Posted by Leo Galambos <Le...@seznam.cz>.

Doug Cutting wrote:

> Erik Hatcher wrote:
>
>> Yes, you're right.  Getting the scores of a second query based on the 
>> scores of the first query is probably not trivial, but probably 
>> possible with Lucene.  And that combined with a QueryFilter would do 
>> the trick I suspect.  Somehow the scores of the first query could be 
>> remembered and used as a boost (or other type of factor) the scores 
>> of the second query.
>
>
> Why not just AND together the first and second query?  That way 
> they're both incorporated in the ranking.  Filters are good when you 
> don't want it to affect the ranking, and also when the first query is 
> a criterion that you'll reuse for many queries (e.g., 
> language=french), since the bit vectors can be cached (as by 
> QueryFilter).


You probably missed the start of our discussion - we are talking about 
this: "q1 -> q2" which means "NOT q1 OR q2", versus "q2 -> q1" which 
means "q1 OR NOT q2". It causes the issue, and it also shows why you 
cannot use the simple "AND", because "q1 AND q2" != "NOT q1 OR q2" != 
"q1 OR NOT q2".

Leo

BTW: I didn't see the logic formulas for many years, so it is without 
any guarantee ;-)

Re: Lucene features

Posted by Doug Cutting <cu...@lucene.com>.

Erik Hatcher wrote:
> Yes, you're right.  Getting the scores of a second query based on the 
> scores of the first query is probably not trivial, but probably possible 
> with Lucene.  And that combined with a QueryFilter would do the trick I 
> suspect.  Somehow the scores of the first query could be remembered and 
> used as a boost (or other type of factor) the scores of the second query.

Why not just AND together the first and second query?  That way they're 
both incorporated in the ranking.  Filters are good when you don't want 
it to affect the ranking, and also when the first query is a criterion 
that you'll reuse for many queries (e.g., language=french), since the 
bit vectors can be cached (as by QueryFilter).

Doug

Re: Lucene features

Posted by Erik Hatcher <er...@ehatchersolutions.com>.

On Friday, September 5, 2003, at 07:45  PM, Leo Galambos wrote:
>> And for the second time today.... QueryFilter.  It allows narrowing 
>> the documents queried to only the documents from a previous Query.
>
>
> I guess, it would not be an ideal solution - the first query does two 
> things a) it selects a subset from the corpus; b) it assigns a 
> relevance to each document of this subset. Your solution omits the 
> second point. It implies, the solution will not return "good hit 
> lists", because you will not consider the information value of the 
> first query which was given to you by a user.

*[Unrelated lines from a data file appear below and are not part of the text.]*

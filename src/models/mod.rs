pub mod entries;
pub mod transfers;
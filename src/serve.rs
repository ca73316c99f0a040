use std::{io::SeekFrom, path::Path};

use actix_web::{
    HttpResponse,
    body::SizedStream,
    http::{
        StatusCode,
        header::{
            self, Charset, ContentDisposition, DispositionParam, DispositionType, ExtendedValue,
        },
    },
};
use tokio::{
    fs::{self, File},
    io::{AsyncReadExt, AsyncSeekExt},
};
use tokio_util::io::ReaderStream;
use tracing::debug;

use crate::{error::AppError, mime::MimeRegistry};

#[derive(Debug, Clone, Copy, PartialEq, Eq)]
pub struct ByteRange {
    pub start: u64,
    pub end: u64,
}

impl ByteRange {
    pub fn length(&self) -> u64 {
        self.end - self.start + 1
    }
}

#[derive(Debug, Clone, Copy, PartialEq, Eq)]
pub enum RangeRequest {
    Full,
    Partial(ByteRange),
    Unsatisfiable,
}

/// Malformed, multi-range and inverted headers fall back to [`RangeRequest::Full`].
pub fn parse_range(header: Option<&str>, total: u64) -> RangeRequest {
    let Some(value) = header else {
        return RangeRequest::Full;
    };
    let Some(spec) = value.trim().strip_prefix("bytes=") else {
        return RangeRequest::Full;
    };
    if spec.contains(',') {
        return RangeRequest::Full;
    }
    let Some((start_part, end_part)) = spec.split_once('-') else {
        return RangeRequest::Full;
    };
    let (start_part, end_part) = (start_part.trim(), end_part.trim());

    if start_part.is_empty() {
        let Ok(suffix) = end_part.parse::<u64>() else {
            return RangeRequest::Full;
        };
        if suffix == 0 || total == 0 {
            return RangeRequest::Unsatisfiable;
        }
        return RangeRequest::Partial(ByteRange {
            start: total.saturating_sub(suffix),
            end: total - 1,
        });
    }

    let Ok(start) = start_part.parse::<u64>() else {
        return RangeRequest::Full;
    };
    let end = if end_part.is_empty() {
        None
    } else {
        match end_part.parse::<u64>() {
            Ok(end) => Some(end),
            Err(_) => return RangeRequest::Full,
        }
    };
    if let Some(end) = end
        && end < start
    {
        return RangeRequest::Full;
    }
    if start >= total {
        return RangeRequest::Unsatisfiable;
    }

    let last = total - 1;
    RangeRequest::Partial(ByteRange {
        start,
        end: end.map_or(last, |end| end.min(last)),
    })
}

pub async fn stream_file(
    path: &Path,
    range: Option<&str>,
    registry: &MimeRegistry,
) -> Result<HttpResponse, AppError> {
    file_response(path, range, registry, None).await
}

pub async fn download_file(
    path: &Path,
    range: Option<&str>,
    registry: &MimeRegistry,
) -> Result<HttpResponse, AppError> {
    let name = file_name(path);
    let disposition = attachment(&name);
    file_response(path, range, registry, Some(disposition)).await
}

async fn file_response(
    path: &Path,
    range: Option<&str>,
    registry: &MimeRegistry,
    disposition: Option<ContentDisposition>,
) -> Result<HttpResponse, AppError> {
    let metadata = fs::metadata(path).await.map_err(AppError::from_fs)?;
    if !metadata.is_file() {
        return Err(AppError::NotFound);
    }
    let total = metadata.len();
    let name = file_name(path);
    let mime = registry.guess(&name);

    let request = parse_range(range, total);
    if request == RangeRequest::Unsatisfiable {
        debug!(file = %name, total, "range not satisfiable");
        return Err(AppError::RangeNotSatisfiable(total));
    }

    // the stream owns the handle, so it closes when the body finishes or the client goes away
    let mut file = File::open(path).await.map_err(AppError::from_fs)?;

    let mut builder = match request {
        RangeRequest::Partial(_) => HttpResponse::build(StatusCode::PARTIAL_CONTENT),
        _ => HttpResponse::build(StatusCode::OK),
    };
    builder
        .content_type(mime)
        .insert_header((header::ACCEPT_RANGES, "bytes"));
    if let Some(disposition) = disposition {
        builder.insert_header(disposition);
    }

    match request {
        RangeRequest::Partial(range) => {
            let length = range.length();
            debug!(file = %name, start = range.start, end = range.end, length, "partial content");
            file.seek(SeekFrom::Start(range.start)).await?;
            builder.insert_header((
                header::CONTENT_RANGE,
                format!("bytes {}-{}/{}", range.start, range.end, total),
            ));
            Ok(builder.body(SizedStream::new(
                length,
                ReaderStream::new(file.take(length)),
            )))
        }
        _ => Ok(builder.body(SizedStream::new(total, ReaderStream::new(file)))),
    }
}

fn attachment(name: &str) -> ContentDisposition {
    let mut parameters = Vec::new();
    if name.is_ascii() {
        parameters.push(DispositionParam::Filename(name.to_string()));
    } else {
        let fallback: String = name
            .chars()
            .map(|ch| if ch.is_ascii() { ch } else { '_' })
            .collect();
        parameters.push(DispositionParam::Filename(fallback));
        parameters.push(DispositionParam::FilenameExt(ExtendedValue {
            charset: Charset::Ext("UTF-8".into()),
            language_tag: None,
            value: name.as_bytes().to_vec(),
        }));
    }
    ContentDisposition {
        disposition: DispositionType::Attachment,
        parameters,
    }
}

fn file_name(path: &Path) -> String {
    path.file_name()
        .map(|name| name.to_string_lossy().into_owned())
        .unwrap_or_default()
}
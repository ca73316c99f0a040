use std::path::{Path, PathBuf};

use tokio::task;
use tracing::debug;

use crate::models::entries::StorageUsage;

const UNITS: [&str; 4] = ["B", "KB", "MB", "GB"];

pub fn format_size(bytes: u64) -> String {
    let mut size = bytes as f64;
    for unit in UNITS {
        if size < 1024.0 {
            return format!("{size:.1} {unit}");
        }
        size /= 1024.0;
    }
    format!("{size:.1} TB")
}

pub async fn storage_usage(path: &Path) -> Option<StorageUsage> {
    let path: PathBuf = path.to_path_buf();
    match task::spawn_blocking(move || filesystem_bytes(&path)).await {
        Ok(Some((total, free))) => Some(usage_from_bytes(total, free)),
        Ok(None) => None,
        Err(err) => {
            debug!(error = %err, "storage probe task failed");
            None
        }
    }
}

fn usage_from_bytes(total: u64, free: u64) -> StorageUsage {
    let used = total.saturating_sub(free);
    let percent = if total > 0 {
        ((used as f64 / total as f64) * 1000.0).round() / 10.0
    } else {
        0.0
    };
    StorageUsage {
        total: format_size(total),
        used: format_size(used),
        free: format_size(free),
        percent,
    }
}

#[cfg(unix)]
#[allow(clippy::unnecessary_cast)]
fn filesystem_bytes(path: &Path) -> Option<(u64, u64)> {
    match nix::sys::statvfs::statvfs(path) {
        Ok(stat) => {
            let fragment = stat.fragment_size() as u64;
            let total = (stat.blocks() as u64).saturating_mul(fragment);
            let free = (stat.blocks_available() as u64).saturating_mul(fragment);
            Some((total, free))
        }
        Err(err) => {
            debug!(error = %err, "statvfs failed");
            None
        }
    }
}

#[cfg(not(unix))]
fn filesystem_bytes(_path: &Path) -> Option<(u64, u64)> {
    None
}
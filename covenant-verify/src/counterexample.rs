// Counterexample: solver model -> typed, source-level assignments.
//
// Every declared symbol appears in the report, including ones whose model
// evaluation failed. Bindings are sorted by name so output is deterministic.

use std::fmt;

use crate::types::SmtType;
use crate::width::bits_to_decimal;

#[derive(Clone, Debug, PartialEq, Eq)]
pub struct CounterexampleBinding {
    pub name: String,
    /// Type name as the caller declared it (`int`, `ulong`, `i32[]`, ...).
    pub type_name: String,
    /// Rendered value, or why the model could not produce one.
    pub value: Result<String, String>,
}

impl CounterexampleBinding {
    pub fn evaluated(name: impl Into<String>, type_name: impl Into<String>, value: impl Into<String>) -> Self {
        Self {
            name: name.into(),
            type_name: type_name.into(),
            value: Ok(value.into()),
        }
    }

    pub fn failed(name: impl Into<String>, type_name: impl Into<String>, reason: impl Into<String>) -> Self {
        Self {
            name: name.into(),
            type_name: type_name.into(),
            value: Err(reason.into()),
        }
    }

    pub fn is_failed(&self) -> bool {
        self.value.is_err()
    }
}

impl fmt::Display for CounterexampleBinding {
    fn fmt(&self, f: &mut fmt::Formatter<'_>) -> fmt::Result {
        match &self.value {
            Ok(v) => write!(f, "{} = {v}", self.name),
            Err(reason) => write!(f, "{} = <evaluation failed: {reason}>", self.name),
        }
    }
}

#[derive(Clone, Debug, Default, PartialEq, Eq)]
pub struct Counterexample {
    bindings: Vec<CounterexampleBinding>,
}

impl Counterexample {
    pub fn new(mut bindings: Vec<CounterexampleBinding>) -> Self {
        bindings.sort_by(|a, b| a.name.cmp(&b.name));
        Self { bindings }
    }

    pub fn bindings(&self) -> &[CounterexampleBinding] {
        &self.bindings
    }

    pub fn get(&self, name: &str) -> Option<&CounterexampleBinding> {
        self.bindings.iter().find(|b| b.name == name)
    }

    /// Rendered value of `name`, if it evaluated.
    pub fn value(&self, name: &str) -> Option<&str> {
        self.get(name).and_then(|b| b.value.as_deref().ok())
    }

    pub fn is_empty(&self) -> bool {
        self.bindings.is_empty()
    }

    /// Multi-line form for the explain panel: `name : type = value`.
    pub fn display_table(&self) -> String {
        self.bindings
            .iter()
            .map(|b| match &b.value {
                Ok(v) => format!("{} : {} = {v}", b.name, b.type_name),
                Err(reason) => format!("{} : {} = <evaluation failed: {reason}>", b.name, b.type_name),
            })
            .collect::<Vec<_>>()
            .join("\n")
    }
}

impl fmt::Display for Counterexample {
    fn fmt(&self, f: &mut fmt::Formatter<'_>) -> fmt::Result {
        let joined = self
            .bindings
            .iter()
            .map(|b| b.to_string())
            .collect::<Vec<_>>()
            .join(", ");
        write!(f, "{joined}")
    }
}

/// Render a bit-vector model value given its raw bits.
pub fn render_bits(bits: u64, ty: SmtType) -> String {
    match ty {
        SmtType::BitVec(info) => bits_to_decimal(bits, info),
        _ => bits.to_string(),
    }
}

pub fn render_bool(value: bool) -> String {
    value.to_string()
}

pub fn render_string(value: &str) -> String {
    format!("{value:?}")
}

Yes, you're right.  Getting the scores of a second query based on the 
scores of the first query is probably not trivial, but probably 
possible with Lucene.  And that combined with a QueryFilter would do 
the trick I suspect.  Somehow the scores of the first query could be 
remembered and used as a boost (or other type of factor) the scores of 
the second query.

Am I off base here?

> Thus I think, Chris would implement something more complex than 
> QueryFilter. If not, the results will be poorer than with the 
> commercial packages he may get. He could use a different model where 
> "AND" is not an associative operator (i.e. some modification of the 
> extended Boolean model). It implies, he would implement it in 
> Similarity.java (if I remember that class name correctly).

Right... but you'd still need the filtering capability as well, I would 
think - at least for performance reasons.

	Erik

Re: Lucene features

Posted by Leo Galambos <Le...@seznam.cz>.

>> But Drill Down searching is very desirable. It's where you're able to 
>> search
>> within the results of a previous search. I'm assuming that I'll have to
>> implement that myself, by keeping a copy of the previous Hits list, 
>> and only
>> returning results that are in both lists.
>
>
> And for the second time today.... QueryFilter.  It allows narrowing 
> the documents queried to only the documents from a previous Query.


I guess, it would not be an ideal solution - the first query does two 
things a) it selects a subset from the corpus; b) it assigns a relevance 
to each document of this subset. Your solution omits the second point. 
It implies, the solution will not return "good hit lists", because you 
will not consider the information value of the first query which was 
given to you by a user.

For instance, "neologism" > "George Bush" (1st>2nd query) would return 
different order of hits than "George Bush" > "neologism". Other 
examples, "Prague Berlin" > "flight" (I must go there, and I prefer an 
airplane) versus "flight" > "Prague Berlin" (I must fly, and I prefer 
Berlin).

Thus I think, Chris would implement something more complex than 
QueryFilter. If not, the results will be poorer than with the commercial 
packages he may get. He could use a different model where "AND" is not 
an associative operator (i.e. some modification of the extended Boolean 
model). It implies, he would implement it in Similarity.java (if I 
remember that class name correctly).

Leo

Re: Lucene features

Posted by Erik Hatcher <er...@ehatchersolutions.com>.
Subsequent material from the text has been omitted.